Google, other Silicon Valley firms nurture app developers

They crowd the lobby of Google's Building 43 one evening a month, waiting to climb the wide stairway under a mock-up of the world's first private spacecraft, SpaceShipOne, prepared to delve deep into the Internet giant's brain.

Over the next two hours, they will get a lecture about software, along with a free, catered dinner in this sanctum sanctorum of the Web. But the 30 to 100 software programmers who regularly attend the Google Technology Users Group don't even work for Google -- at least, not directly.

"You want to build something to help people, to make money, to become famous -- for all the right reasons," said GTUG member Siamak Ashrafi, explaining his passion for software applications that allow smart-phones equipped with Google's Android operating system to become a kind of personal medical assistant.

When Facebook in 2007 began allowing independent developers to write software applications that ran on the social network, the response was immediate -- the site now features games and other software applications by more than 1 million programmers and entrepreneurs from more than 180 countries. Now Web portals like Google and Yahoo, telecom companies like Sprint and smart-phone-makers like Palm, and even providers of online services like PayPal and LinkedIn are scrambling to position themselves as open platforms where highly motivated, independent software developers like Ashrafi can build and market their software -- known as "apps" -- to the world.

In turn, those apps woo Web traffic and consumer interest back to the platform, the way flowers attract honeybees to their pollen.

The popularity of Apple's iPhone and its more than 100,000 apps that allow users to check everything from surf conditions to a bank balance has accelerated the trend.

"It's a paradigm shift in how companies deliver value to their customers. Instead of trying to do it all on their own, it's solidifying this very motivated group of developers -- even more motivated than an employee in many cases -- to go after a large number of ideas in a very effective way," said Osama Bedier, vice president for product development for PayPal, the San Jose online payment service that opened its platform to third-party developers this fall.

"Imagine if every app on that iPhone had to be built by Apple," Bedier said. "I don't think the physics of that would make it possible." Typical of its culture, Apple keeps a tighter rein on those apps than many of the open-source models used by companies like Google.

The proliferation of smart-phones and global open platforms has created potentially lucrative opportunities for programmers.

"We're dealing with the golden age of development," said Christie English, a doctoral student at the University of California-Davis who commutes to Silicon Valley for GTUG meet-ups.

"For someone like me who has a software engineering background, it's hard to consider it as work, because it's so exciting, and because the field is wide open as to what I can do," she said.

Many Silicon Valley developers know somebody who has come up with the Facebook game or iPhone app that struck gold.

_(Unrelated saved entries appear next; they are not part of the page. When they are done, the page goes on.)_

//! In-process change notifications for backend tables.
//!
//! The managed backend pushes row-change events over realtime channels; this
//! hub is the process-local rendition. One broadcast channel exists per
//! table, a subscription is just a receiver, and dropping the receiver is
//! the channel teardown. Publishing never blocks and never fails: an event
//! with no listeners is simply dropped.

use std::collections::HashMap;
use tokio::sync::broadcast;
use uuid::Uuid;

const CHANNEL_CAPACITY: usize = 64;

/// Backend tables that emit change events.
#[derive(Debug, Clone, Copy, PartialEq, Eq, Hash)]
pub enum Table {
    IncidentReports,
    GroupRides,
    RideMembers,
    GroupMessages,
    Profiles,
}

impl Table {
    pub const ALL: [Table; 5] = [
        Table::IncidentReports,
        Table::GroupRides,
        Table::RideMembers,
        Table::GroupMessages,
        Table::Profiles,
    ];

    pub fn name(&self) -> &'static str {
        match self {
            Table::IncidentReports => "incident_reports",
            Table::GroupRides => "group_rides",
            Table::RideMembers => "group_ride_members",
            Table::GroupMessages => "group_messages",
            Table::Profiles => "profiles",
        }
    }
}

#[derive(Debug, Clone, Copy, PartialEq, Eq)]
pub enum ChangeOp {
    Insert,
    Update,
    Delete,
}

/// One row changed in one table.
#[derive(Debug, Clone, Copy, PartialEq, Eq)]
pub struct ChangeEvent {
    pub table: Table,
    pub op: ChangeOp,
    pub row_id: Uuid,
}

/// Fan-out point for change events, one channel per table.
pub struct RealtimeHub {
    channels: HashMap<Table, broadcast::Sender<ChangeEvent>>,
}

impl RealtimeHub {
    pub fn new() -> Self {
        let channels = Table::ALL
            .into_iter()
            .map(|table| (table, broadcast::channel(CHANNEL_CAPACITY).0))
            .collect();
        Self { channels }
    }

    fn sender(&self, table: Table) -> &broadcast::Sender<ChangeEvent> {
        // `new` seeds every table.
        self.channels
            .get(&table)
            .expect("every table has a channel")
    }

    /// Opens a subscription for one table. Dropping the receiver tears the
    /// subscription down.
    pub fn subscribe(&self, table: Table) -> broadcast::Receiver<ChangeEvent> {
        self.sender(table).subscribe()
    }

    pub fn publish(&self, event: ChangeEvent) {
        // A send error only means nobody is listening.
        let _ = self.sender(event.table).send(event);
    }

    /// Number of live subscriptions on a table. Used by tests and the
    /// health surface.
    pub fn listeners(&self, table: Table) -> usize {
        self.sender(table).receiver_count()
    }
}

impl Default for RealtimeHub {
    fn default() -> Self {
        Self::new()
    }
}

Consider success stories like Playfish, which built three of the 15 top gaming apps on Facebook, and was recently acquired by Electronic Arts for $400 million.

When he was still working at a startup, Bret Taylor remembers sharing an office with a former Google engineer who was building a virtual pets game on Facebook called "(fluff) Friends".

"I didn't really get it," said Taylor, now director of the Facebook platform.

But he asked his office mate, who toiled alone with his laptop, how many users he had.

"And he said, 'Ten million.'"

No one can say if there is a gold rush of people moving into software development, but recent meetings like an open developer conference held by Sprint at the Santa Clara Convention Center, and this year's Silicon Valley Code Camp at Foothill College have drawn record numbers. When PayPal held its first developers' conference this month, Bedier expected 1,000. He got nearly double that.

What excites many developers is the ability to use their creativity to hack something that could change lives.

"If I write something that is really popular, I can scale to worldwide scale from my desktop in my den," said Edward Murphy, founder of Conceptual Calculations, a four-person startup in San Rafael that writes educational software. "You could never do that before."

Ashrafi works for a local biotech company researching prostate cancer by day. But what really gets him talking is his vision for Android applications that would allow a smart-phone to make sure an elderly relative has taken her medication that day, or hasn't fallen in the bathtub.

One mobile app Ashrafi calls RxDigita allows users to set alarms so their smart-phone tells them when to take medication. Future improvements would include storing data on drug interactions and diseases. Another app would use the smart-phone's GPS and accelerometer to make it a monitoring device, text-messaging a relative if the elderly person doesn't move their phone for a long time.

"You want to make humanity better," he said. "You want to be able to support your mom as she gets older."